→ Directions for this task
The answer must consist of each line below that holds the word "rates", copied as it stands.

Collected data
+ + + + +
use super::{mean_sd, rmssd};
use crate::{config::TimeDomainConfig, outcome::Outcome, signal::RRPoint};
use serde::{Deserialize, Serialize};
use std::collections::HashMap;

/// Where the reported heart rate came from.
#[derive(Debug, Clone, Copy, PartialEq, Eq, Serialize, Deserialize)]
#[serde(rename_all = "snake_case")]
pub enum HrSource {
    Sensor,
    RollingWindow,
    MeanRr,
}

#[derive(Debug, Clone, PartialEq, Serialize, Deserialize)]
pub struct TimeDomain {
    pub n: usize,
    pub mean_rr: f64,
    pub sdnn: f64,
    pub rmssd: f64,
    /// Percentage of successive differences above 50 ms.
    pub pnn50: f64,
    pub sdsd: f64,
    pub mean_hr: f64,
    pub hr_source: HrSource,
    pub triangular_index: Option<f64>,
}

/// Time-domain statistics over clean beats.
pub fn time_domain(clean: &[RRPoint], cfg: &TimeDomainConfig) -> Outcome<TimeDomain> {
    let values: Vec<f64> = clean.iter().map(RRPoint::value).collect();
    let Some((mean_rr, sdnn)) = mean_sd(&values) else {
        return Outcome::too_few(2, values.len());
    };
    let n = values.len();
    let diffs: Vec<f64> = values.windows(2).map(|w| w[1] - w[0]).collect();
    let pnn50 = diffs.iter().filter(|d| d.abs() > 50.0).count() as f64 / diffs.len() as f64 * 100.0;
    let sdsd = mean_sd(&diffs).map(|(_, sd)| sd).unwrap_or(0.0);
    let (mean_hr, hr_source) = heart_rate(clean, mean_rr, cfg);

    Outcome::Found(TimeDomain {
        n,
        mean_rr,
        sdnn,
        rmssd: rmssd(&values),
        pnn50,
        sdsd,
        mean_hr,
        hr_source,
        triangular_index: triangular_index(&values, cfg),
    })
}

fn heart_rate(clean: &[RRPoint], mean_rr: f64, cfg: &TimeDomainConfig) -> (f64, HrSource) {
    let sensor: Vec<f64> = clean
        .iter()
        .filter_map(|p| p.hr_bpm)
        .map(f64::from)
        .collect();
    if !sensor.is_empty() {
        return (sensor.iter().sum::<f64>() / sensor.len() as f64, HrSource::Sensor);
    }
    if let Some(rolling) = rolling_heart_rate(clean, cfg) {
        return (rolling, HrSource::RollingWindow);
    }
    let hr = if mean_rr > 0.0 { 60_000.0 / mean_rr } else { 0.0 };
    (hr, HrSource::MeanRr)
}

/// Mean of per-window heart rates over half-overlapping windows.
fn rolling_heart_rate(clean: &[RRPoint], cfg: &TimeDomainConfig) -> Option<f64> {
    let first = clean.first()?.timestamp_ms;
    let last = clean.last()?.timestamp_ms;
    let window = cfg.hr_window_ms.max(1);
    let step = (window / 2).max(1);
    let mut rates = Vec::new();
    let mut lo = 0;
    let mut start = first;
    while start <= last {
        let end = start + window;
        while lo < clean.len() && clean[lo].timestamp_ms < start {
            lo += 1;
        }
        let beats: Vec<f64> = clean[lo..]
            .iter()
            .take_while(|p| p.timestamp_ms < end)
            .map(RRPoint::value)
            .collect();
        if beats.len() >= cfg.hr_min_beats {
            let mean = beats.iter().sum::<f64>() / beats.len() as f64;
            if mean > 0.0 {
                rates.push((60_000.0 / mean).clamp(cfg.hr_min_bpm, cfg.hr_max_bpm));
            }
        }
        if end > last {
            break;
        }
        start += step;
    }
    if rates.is_empty() {
        None
    } else {
        Some(rates.iter().sum::<f64>() / rates.len() as f64)
    }
}

/// Beats divided by the height of the tallest histogram bin.
fn triangular_index(values: &[f64], cfg: &TimeDomainConfig) -> Option<f64> {
    if values.len() < cfg.triangular_min_beats || cfg.histogram_bin_ms <= 0.0 {
        return None;
    }
    let mut bins: HashMap<i64, usize> = HashMap::new();
    for value in values {
        *bins.entry((value / cfg.histogram_bin_ms).floor() as i64).or_default() += 1;
    }
    let tallest = bins.values().copied().max()?;
    Some(values.len() as f64 / tallest as f64)
}

#[cfg(test)]
mod tests {
    use super::*;
    use crate::metrics::assert_close;
    use crate::outcome::Insufficient;
    use crate::signal::RRSeries;

    fn compute(series: &RRSeries) -> TimeDomain {
        time_domain(&series.points, &TimeDomainConfig::default())
            .found()
            .unwrap()
    }

    #[test]
    fn constant_series_yields_zero_variability() {
        let series = RRSeries::from_intervals(&[1000; 30]);
        let td = compute(&series);
        assert_eq!(td.n, 30);
        assert_eq!(td.mean_rr, 1000.0);
        assert_eq!(td.sdnn, 0.0);
        assert_eq!(td.rmssd, 0.0);
        assert_eq!(td.pnn50, 0.0);
        assert_eq!(td.sdsd, 0.0);
        assert_eq!(td.hr_source, HrSource::RollingWindow);
        assert_close(td.mean_hr, 60.0, 1e-12);
        assert_eq!(td.triangular_index, Some(1.0));
    }

    #[test]
    fn alternating_series_statistics() {
        let intervals: Vec<u32> = (0..40).map(|i| if i % 2 == 0 { 800 } else { 900 }).collect();
        let td = compute(&RRSeries::from_intervals(&intervals));
        assert_close(td.mean_rr, 850.0, 1e-12);
        assert_close(td.rmssd, 100.0, 1e-12);
        assert_close(td.pnn50, 100.0, 1e-12);
        // 39 differences of ±100 around a near-zero mean.
        assert!(td.sdsd > 100.0 && td.sdsd < 102.0);
        assert_eq!(td.triangular_index, Some(2.0));
    }

    #[test]
    fn sensor_heart_rate_takes_precedence() {
        let points: Vec<RRPoint> = RRSeries::from_intervals(&[1000; 10])
            .points
            .into_iter()
            .map(|p| p.with_hr(58))
            .collect();
        let td = time_domain(&points, &TimeDomainConfig::default())
            .found()
            .unwrap();
        assert_eq!(td.hr_source, HrSource::Sensor);
        assert_eq!(td.mean_hr, 58.0);
        assert_eq!(td.triangular_index, None);
    }

    #[test]
    fn sparse_beats_fall_back_to_mean_rr() {
        let points: Vec<RRPoint> = (0..4).map(|i| RRPoint::new(i * 20_000, 1200)).collect();
        let td = time_domain(&points, &TimeDomainConfig::default())
            .found()
            .unwrap();
        assert_eq!(td.hr_source, HrSource::MeanRr);
        assert_close(td.mean_hr, 50.0, 1e-12);
    }

    #[test]
    fn single_beat_is_insufficient() {
        let outcome = time_domain(&[RRPoint::new(0, 900)], &TimeDomainConfig::default());
        assert_eq!(
            outcome.reason(),
            Some(Insufficient::TooFewBeats {
                required: 2,
                available: 1
            })
        );
    }
}
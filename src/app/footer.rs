use leptos::prelude::*;

use crate::portfolio::{build_year, NAV_ITEMS, PROFILE};

use super::homepage::SocialLinks;
use super::scroll_to_section;

#[component]
pub fn Footer() -> impl IntoView {
    let year = build_year().map(|y| format!("© {y} ")).unwrap_or_default();

    view! {
        <footer class="border-t border-gray-800 py-10 px-4">
            <div class="max-w-6xl mx-auto flex flex-col items-center gap-6">
                <nav class="flex flex-wrap justify-center gap-4 text-sm text-gray-400">
                    {NAV_ITEMS
                        .iter()
                        .copied()
                        .map(|item| {
                            view! {
                                <a
                                    href=item.id.href()
                                    class="hover:text-cyan-400"
                                    on:click=move |ev| {
                                        ev.prevent_default();
                                        scroll_to_section(item.id);
                                    }
                                >
                                    {item.label}
                                </a>
                            }
                        })
                        .collect_view()}
                </nav>
                <SocialLinks />
                <p class="text-sm text-gray-500">{year}{PROFILE.name}". Built with Rust and Leptos."</p>
            </div>
        </footer>
    }
}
+ + + + +
→ Answer to this problem
/// Mean of per-window heart rates over half-overlapping windows.
    let mut rates = Vec::new();
                rates.push((60_000.0 / mean).clamp(cfg.hr_min_bpm, cfg.hr_max_bpm));
    if rates.is_empty() {
        Some(rates.iter().sum::<f64>() / rates.len() as f64)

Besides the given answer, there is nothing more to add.